In [1]:
import networkx as nx
import json
import pandas as pd
import plotly.express as px

In [14]:
def load_and_organize_communications(graph_path):
    """
    Loads a graph from a JSON file, organizes communication events, and enhances each event with detailed attributes of the source, target, and communication itself.

    Args:
        graph_path (str): Path to the JSON file containing the graph data.

    Returns:
        list: A list of dictionaries. Each dictionary represents a communication event
             with its basic information and enhanced attributes.
    """
    # Load the graph from the JSON file
    with open(graph_path) as f:
        json_data = json.load(f)

    G = nx.json_graph.node_link_graph(json_data, edges="edges")
    communications = []

    for node_id in G.nodes():
        node_data = G.nodes[node_id]

        # Check if the current node is a Communication event
        if node_data.get('type') == 'Event' and node_data.get('sub_type') == 'Communication':
            comm_data = {
                'id': node_id,
                'timestamp': node_data.get('timestamp'),
                'content': node_data.get('content', ''),
                # Add basic source and target information
                'source': None,
                'target': None,
                # Attributes
                'source_attrs': {},
                'target_attrs': {}
            }

            # Extract source entity attributes from incoming edges
            for predecessor in G.predecessors(node_id):
                pred_node = G.nodes[predecessor]
                if pred_node.get('type') == 'Entity':
                    comm_data['source'] = pred_node.get('label', '')
                    comm_data['source_attrs'] = pred_node.copy()
                    break  # Assuming only one source entity per communication

            # Extract target entity attributes from outgoing edges
            for successor in G.successors(node_id):
                succ_node = G.nodes[successor]
                if succ_node.get('type') == 'Entity':
                    comm_data['target'] = succ_node.get('label', '')
                    comm_data['target_attrs'] = succ_node.copy()
                    break  # Assuming only one target entity per communication

            communications.append(comm_data)

    return communications

# Example usage:
graph_path = "../data/MC3_graph.json"
communications_data = load_and_organize_communications(graph_path)
print(communications_data[0])

{'id': 'Event_Communication_1', 'timestamp': '2040-10-01 08:09:00', 'content': "Hey The Intern, it's The Lookout! Just spotted a pod of dolphins near the eastern point this morning. They were so playful! If you're free this weekend, the migratory birds are starting to arrive too. Let me know if you want to join for some birdwatching!", 'source': 'The Lookout', 'target': 'The Intern', 'source_attrs': {'type': 'Entity', 'label': 'The Lookout', 'name': 'The Lookout', 'sub_type': 'Person'}, 'target_attrs': {'type': 'Entity', 'label': 'The Intern', 'name': 'The Intern', 'sub_type': 'Person'}}


In [11]:
df = pd.DataFrame(communications_data)
df['timestamp'] = pd.to_datetime(df['timestamp'])
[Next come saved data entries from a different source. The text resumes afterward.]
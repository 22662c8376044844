//! # Decimator (Glitch)
//!
//! Sample-rate reduction by zero-order hold: capture one input sample, then
//! repeat it for a random number of output samples before capturing again.
//! The hold length is redrawn on every capture from `[1, max_hold]`, where
//! `max_hold` grows linearly with the amount (1 at 0.0, 100 at 1.0). Random
//! hold lengths make the "staircase" irregular, which is what gives the stage
//! its stuttering character instead of a steady lower sample rate.
//!
//! The hold state survives bypass: turning the amount down and back up again
//! resumes the hold that was in progress.

use rand::Rng;

use super::{is_bypassed, map_linear};

/// Per-channel hold state. One instance per channel, owned by the chain.
#[derive(Debug, Clone, Copy, Default, PartialEq)]
pub struct ChannelHoldState {
    /// The most recently captured input sample.
    held_sample: f32,

    /// Output samples left before the next capture. Zero or less means
    /// "capture on the next sample".
    samples_remaining: i32,
}

impl ChannelHoldState {
    pub fn held_sample(&self) -> f32 {
        self.held_sample
    }

    pub fn samples_remaining(&self) -> i32 {
        self.samples_remaining
    }

    pub fn reset(&mut self) {
        *self = Self::default();
    }
}

/// Longest hold, in samples, for a given amount.
#[inline]
pub fn max_hold_samples(amount: f32) -> u32 {
    (map_linear(amount, 1.0, 100.0) as u32).max(1)
}

/// Run one sample through the decimator.
pub fn decimate<R: Rng + ?Sized>(
    input: f32,
    amount: f32,
    state: &mut ChannelHoldState,
    rng: &mut R,
) -> f32 {
    if is_bypassed(amount) {
        return input;
    }

    if state.samples_remaining <= 0 {
        state.held_sample = input;
        state.samples_remaining = rng.random_range(1..=max_hold_samples(amount)) as i32;
    }

    state.samples_remaining -= 1;
    state.held_sample
}

#[cfg(test)]
mod tests {
    use super::*;
    use rand::rngs::SmallRng;
    use rand::SeedableRng;

    #[test]
    fn test_max_hold_mapping() {
        assert_eq!(max_hold_samples(0.0), 1);
        assert_eq!(max_hold_samples(0.5), 50);
        assert_eq!(max_hold_samples(1.0), 100);
    }

    /// Bypassed: the input passes through and the state is left alone.
    #[test]
    fn test_bypass_is_identity() {
        let mut rng = SmallRng::seed_from_u64(1);
        let mut state = ChannelHoldState::default();

        for i in 0..64 {
            let input = (i as f32 * 0.37).sin();
            assert_eq!(decimate(input, 0.01, &mut state, &mut rng), input);
        }
        assert_eq!(state, ChannelHoldState::default());
    }

    /// Distinct inputs make every capture visible, so runs of equal output
    /// samples are exactly the drawn hold lengths.
    #[test]
    fn test_hold_runs_are_bounded() {
        for (seed, amount) in [(7, 0.02), (8, 0.3), (9, 0.5), (10, 1.0)] {
            let mut rng = SmallRng::seed_from_u64(seed);
            let mut state = ChannelHoldState::default();
            let max_hold = max_hold_samples(amount) as usize;

            let output: Vec<f32> = (0..10_000)
                .map(|i| decimate(i as f32, amount, &mut state, &mut rng))
                .collect();

            let mut run = 1;
            for pair in output.windows(2) {
                if pair[0] == pair[1] {
                    run += 1;
                } else {
                    assert!(run >= 1 && run <= max_hold, "run of {run} > {max_hold}");
                    run = 1;
                }
            }
            assert!(run <= max_hold);
        }
    }

    /// The first active sample is always captured.
    #[test]
    fn test_first_sample_is_captured() {
        let mut rng = SmallRng::seed_from_u64(3);
        let mut state = ChannelHoldState::default();

        let out = decimate(0.42, 1.0, &mut state, &mut rng);
        assert_eq!(out, 0.42);
        assert_eq!(state.held_sample(), 0.42);
        assert!((0..100).contains(&state.samples_remaining()));
    }

    /// A hold interrupted by bypass resumes where it left off.
    #[test]
    fn test_hold_resumes_after_bypass() {
        let mut rng = SmallRng::seed_from_u64(4);
        let mut state = ChannelHoldState::default();

        decimate(0.9, 1.0, &mut state, &mut rng);
        let remaining = state.samples_remaining();
        if remaining == 0 {
            // Drew a 1-sample hold; nothing to resume.
            return;
        }

        decimate(-0.5, 0.0, &mut state, &mut rng);
        assert_eq!(state.samples_remaining(), remaining);

        let out = decimate(-0.5, 1.0, &mut state, &mut rng);
        assert_eq!(out, 0.9);
        assert_eq!(state.samples_remaining(), remaining - 1);
    }
}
df['time_window'] = df['timestamp'].dt.floor('H')
aggregated_df = df.groupby(['source', 'time_window']).size().reset_index(name='count')

aggregated_df = df.groupby(['source', 'time_window']).size().reset_index(name='count')
pivot_df = aggregated_df.pivot(index='time_window', columns='source', values='count').fillna(0)

fig = px.line(pivot_df, x=pivot_df.index, y=pivot_df.columns,
                labels={'x': 'Time', 'value': 'Number of Communications'},
                title='Communications per Source over Time (1h)')

fig.update_layout(
    xaxis=dict(showgrid=True, gridwidth=1),
    yaxis=dict(showgrid=True, gridwidth=1),
    font=dict(size=12)
)

fig.show()


'H' is deprecated and will be removed in a future version, please use 'h' instead.



In [12]:
df = pd.DataFrame(communications_data)
df['timestamp'] = pd.to_datetime(df['timestamp'])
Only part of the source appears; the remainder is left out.